Sur les frais liés au litige :
11. Il y a lieu, dans les circonstances de l’espèce, de mettre à la charge l’Etat la somme de 700 euros à verser à Me Welsch, conseil de Mme A…, en application de l’article L. 761-1 du code de justice administrative et de l’article 37 de la loi du 10 juillet 1991, sous réserve qu’elle renonce à percevoir la part contributive de l’État à l’aide juridictionnelle et sous réserve que Mme A… soit admise au bénéfice de l’aide juridictionnelle à titre définitif. Dans l’hypothèse où Mme A… ne serait pas admise à l’aide juridictionnelle à titre définitif la somme de 700 euros lui sera versée en application de l’article L. 761-1 du code de justice administrative.
O R D O N N E
Article 1er : Mme A… est admise au bénéfice de l’aide juridictionnelle à titre provisoire.
Article 2 : : Il est enjoint au préfet de la région d’Île-de-France, préfet de Paris de proposer à Mme A… un hébergement d’urgence pouvant l’accueillir et d’assurer son accompagnement social dans un délai de quarante-huit heures à compter de la notification de la présente ordonnance.
Article 3 : Sous réserve de l’admission définitive de Mme A… à l’aide juridictionnelle et sous réserve que Me Welsch renonce à percevoir la somme correspondant à la part contributive de l’Etat, ce dernier versera à Me Welsch une somme de 700 euros en application des dispositions de l’article 37 de la loi du 10 juillet 1991. Dans l’hypothèse où Mme A… ne serait pas admise à l’aide juridictionnelle à titre définitif la somme de 700 euros lui sera versée en application de l’article L. 761-1 du code de justice administrative.

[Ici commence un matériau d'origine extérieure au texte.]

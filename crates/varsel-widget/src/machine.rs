//! Pure selection state machine for one product widget.
//!
//! The machine consumes [`Event`]s and answers with at most one [`Effect`]
//! for the caller to carry out. It never touches the network or the clock;
//! [`crate::controller::WidgetController`] owns both.

use rust_decimal::Decimal;

/// Option data the widget was bootstrapped with.
#[derive(Debug, Clone)]
pub struct WidgetOptions {
    pub product_id: u64,
    pub colors: Vec<ColorChoice>,
    /// The global size axis, rendered in full. Enablement follows the
    /// selected color's own row.
    pub size_axis: Vec<String>,
    /// `false` when the product has no variation data; every option stays
    /// disabled and hosts skip rendering.
    pub has_data: bool,
}

#[derive(Debug, Clone)]
pub struct ColorChoice {
    pub name: String,
    pub purchasable: bool,
    /// Sizes offered for this color, in feed order.
    pub sizes: Vec<String>,
}

/// Live data for one combination, as resolved by the lookup endpoint.
#[derive(Debug, Clone, PartialEq)]
pub struct CombinationInfo {
    pub price: String,
    pub raw_price: Decimal,
    pub stock: u32,
    pub image: Option<String>,
    pub available: bool,
    pub is_valid: bool,
    pub combination_key: String,
}

#[derive(Debug, Clone, Copy, PartialEq, Eq)]
pub enum LookupFailure {
    /// The server rejected the lookup or returned an unreadable payload.
    Data,
    /// The request never completed.
    Connection,
}

#[derive(Debug, Clone, PartialEq)]
pub enum LookupState {
    Idle,
    Pending { seq: u64 },
    Resolved(CombinationInfo),
    Failed(LookupFailure),
}

#[derive(Debug, Clone, Copy, PartialEq, Eq)]
pub enum ButtonState {
    Idle,
    Adding,
    Added,
}

/// Header cart counters, taken from add-to-cart responses.
#[derive(Debug, Clone, PartialEq, Eq)]
pub struct CartSummary {
    pub count: u32,
    pub total: String,
}

#[derive(Debug, Clone, PartialEq, Eq)]
pub enum AddFailure {
    /// The server rejected the add; the message is the server's own.
    Rejected(String),
    Connection,
}

/// Something the renderer should surface to the user. Wording lives in
/// [`crate::messages::Messages`], never here.
#[derive(Debug, Clone, PartialEq, Eq)]
pub enum Notice {
    ChooseColorAndSize,
    CombinationUnavailable,
    LoadingDataFailed,
    ConnectionFailed,
    AddFailed(AddFailure),
}

#[derive(Debug, Clone, PartialEq)]
pub enum Event {
    ColorPicked(String),
    SizePicked(String),
    LookupResolved { seq: u64, info: CombinationInfo },
    LookupFailed { seq: u64, failure: LookupFailure },
    AddPressed,
    AddSucceeded { cart_count: u32, cart_total: String },
    AddFailed(AddFailure),
    ConfirmationElapsed,
}

/// Work the caller must carry out after an event was applied.
#[derive(Debug, Clone, PartialEq, Eq)]
pub enum Effect {
    Lookup { seq: u64, color: String, size: String },
    SubmitAdd { color: String, size: String },
    /// Schedule [`Event::ConfirmationElapsed`] after the confirmation delay.
    RevertLater,
}

#[derive(Debug, Clone, Copy, PartialEq, Eq)]
pub enum Phase {
    NoColor,
    ColorSelected,
    SizeSelected(SizeOutcome),
}

#[derive(Debug, Clone, Copy, PartialEq, Eq)]
pub enum SizeOutcome {
    Pending,
    Valid,
    Invalid,
}

#[derive(Debug)]
pub struct SelectionMachine {
    options: WidgetOptions,
    color: Option<String>,
    size: Option<String>,
    lookup: LookupState,
    button: ButtonState,
    cart: Option<CartSummary>,
    notice: Option<Notice>,
    next_seq: u64,
}

impl SelectionMachine {
    #[must_use]
    pub fn new(options: WidgetOptions) -> Self {
        Self {
            options,
            color: None,
            size: None,
            lookup: LookupState::Idle,
            button: ButtonState::Idle,
            cart: None,
            notice: None,
            next_seq: 0,
        }
    }

    /// Applies one event. Picks of disabled or unknown options are ignored,
    /// mirroring controls that are not clickable.
    pub fn apply(&mut self, event: Event) -> Option<Effect> {
        match event {
            Event::ColorPicked(color) => self.pick_color(color),
            Event::SizePicked(size) => self.pick_size(size),
            Event::LookupResolved { seq, info } => self.resolve_lookup(seq, info),
            Event::LookupFailed { seq, failure } => self.fail_lookup(seq, failure),
            Event::AddPressed => self.press_add(),
            Event::AddSucceeded {
                cart_count,
                cart_total,
            } => {
                self.button = ButtonState::Added;
                self.cart = Some(CartSummary {
                    count: cart_count,
                    total: cart_total,
                });
                self.notice = None;
                Some(Effect::RevertLater)
            }
            Event::AddFailed(failure) => {
                self.button = ButtonState::Idle;
                self.notice = Some(Notice::AddFailed(failure));
                None
            }
            Event::ConfirmationElapsed => {
                if self.button == ButtonState::Added {
                    self.button = ButtonState::Idle;
                }
                None
            }
        }
    }

    fn pick_color(&mut self, color: String) -> Option<Effect> {
        let enabled = self
            .options
            .colors
            .iter()
            .any(|c| c.name == color && c.purchasable);
        if !enabled {
            return None;
        }

        self.color = Some(color);
        self.size = None;
        self.lookup = LookupState::Idle;
        self.notice = None;
        None
    }

    fn pick_size(&mut self, size: String) -> Option<Effect> {
        let color = self.color.clone()?;
        let offered = self
            .options
            .colors
            .iter()
            .find(|c| c.name == color)
            .is_some_and(|c| c.sizes.contains(&size));
        if !offered {
            return None;
        }

        self.size = Some(size.clone());
        let seq = self.next_seq;
        self.next_seq += 1;
        self.lookup = LookupState::Pending { seq };
        self.notice = None;
        Some(Effect::Lookup { seq, color, size })
    }

    fn resolve_lookup(&mut self, seq: u64, info: CombinationInfo) -> Option<Effect> {
        if !self.is_current(seq) {
            return None;
        }
        self.notice = (!info.is_valid).then_some(Notice::CombinationUnavailable);
        self.lookup = LookupState::Resolved(info);
        None
    }

    fn fail_lookup(&mut self, seq: u64, failure: LookupFailure) -> Option<Effect> {
        if !self.is_current(seq) {
            return None;
        }
        self.notice = Some(match failure {
            LookupFailure::Data => Notice::LoadingDataFailed,
            LookupFailure::Connection => Notice::ConnectionFailed,
        });
        self.lookup = LookupState::Failed(failure);
        None
    }

    /// A resolution only lands while its own lookup is still the pending one;
    /// anything else is a superseded in-flight response.
    fn is_current(&self, seq: u64) -> bool {
        matches!(self.lookup, LookupState::Pending { seq: current } if current == seq)
    }

    fn press_add(&mut self) -> Option<Effect> {
        if self.button == ButtonState::Adding {
            return None;
        }
        let (Some(color), Some(size)) = (self.color.clone(), self.size.clone()) else {
            self.notice = Some(Notice::ChooseColorAndSize);
            return None;
        };
        let valid = matches!(&self.lookup, LookupState::Resolved(info) if info.is_valid);
        if !valid {
            return None;
        }

        self.button = ButtonState::Adding;
        Some(Effect::SubmitAdd { color, size })
    }

    #[must_use]
    pub fn options(&self) -> &WidgetOptions {
        &self.options
    }

    #[must_use]
    pub fn color(&self) -> Option<&str> {
        self.color.as_deref()
    }

    #[must_use]
    pub fn size(&self) -> Option<&str> {
        self.size.as_deref()
    }

    #[must_use]
    pub fn lookup(&self) -> &LookupState {
        &self.lookup
    }

    #[must_use]
    pub fn button(&self) -> ButtonState {
        self.button
    }

    #[must_use]
    pub fn cart(&self) -> Option<&CartSummary> {
        self.cart.as_ref()
    }

    #[must_use]
    pub fn notice(&self) -> Option<&Notice> {
        self.notice.as_ref()
    }

    /// Sizes offered for the currently selected color, empty without one.
    #[must_use]
    pub fn enabled_sizes(&self) -> &[String] {
        self.color
            .as_deref()
            .and_then(|color| self.options.colors.iter().find(|c| c.name == color))
            .map_or(&[], |c| c.sizes.as_slice())
    }

    #[must_use]
    pub fn phase(&self) -> Phase {
        match (&self.color, &self.size) {
            (None, _) => Phase::NoColor,
            (Some(_), None) => Phase::ColorSelected,
            (Some(_), Some(_)) => Phase::SizeSelected(match &self.lookup {
                LookupState::Idle | LookupState::Pending { .. } => SizeOutcome::Pending,
                LookupState::Resolved(info) if info.is_valid => SizeOutcome::Valid,
                LookupState::Resolved(_) | LookupState::Failed(_) => SizeOutcome::Invalid,
            }),
        }
    }
}

#[cfg(test)]
#[path = "machine_test.rs"]
mod tests;
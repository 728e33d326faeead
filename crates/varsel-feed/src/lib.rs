pub mod cache;
pub mod client;
pub mod error;
pub mod provider;
pub mod types;

pub use cache::FeedCache;
pub use client::FeedClient;
pub use error::FeedError;
pub use provider::VariationProvider;
pub use types::FeedDocument;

Article 4 : La présente ordonnance sera notifiée à Mme B… A…, à Me Welsch et à la ministre du travail, de la santé et des solidarités.
Copie sera adressée au préfet de la région d’Île-de-France, préfet de Paris.
Fait à Paris le 11 février 2026.
Le juge des référés,
Signé
B. ROHMER
La République mande et ordonne à la ministre du travail, de la santé et des solidarités et des familles en ce qui la concerne et à tous commissaires de justice à ce requis en ce qui concerne les voies de droit commun, contre les parties privées, de pourvoir à l’exécution de la présente décision.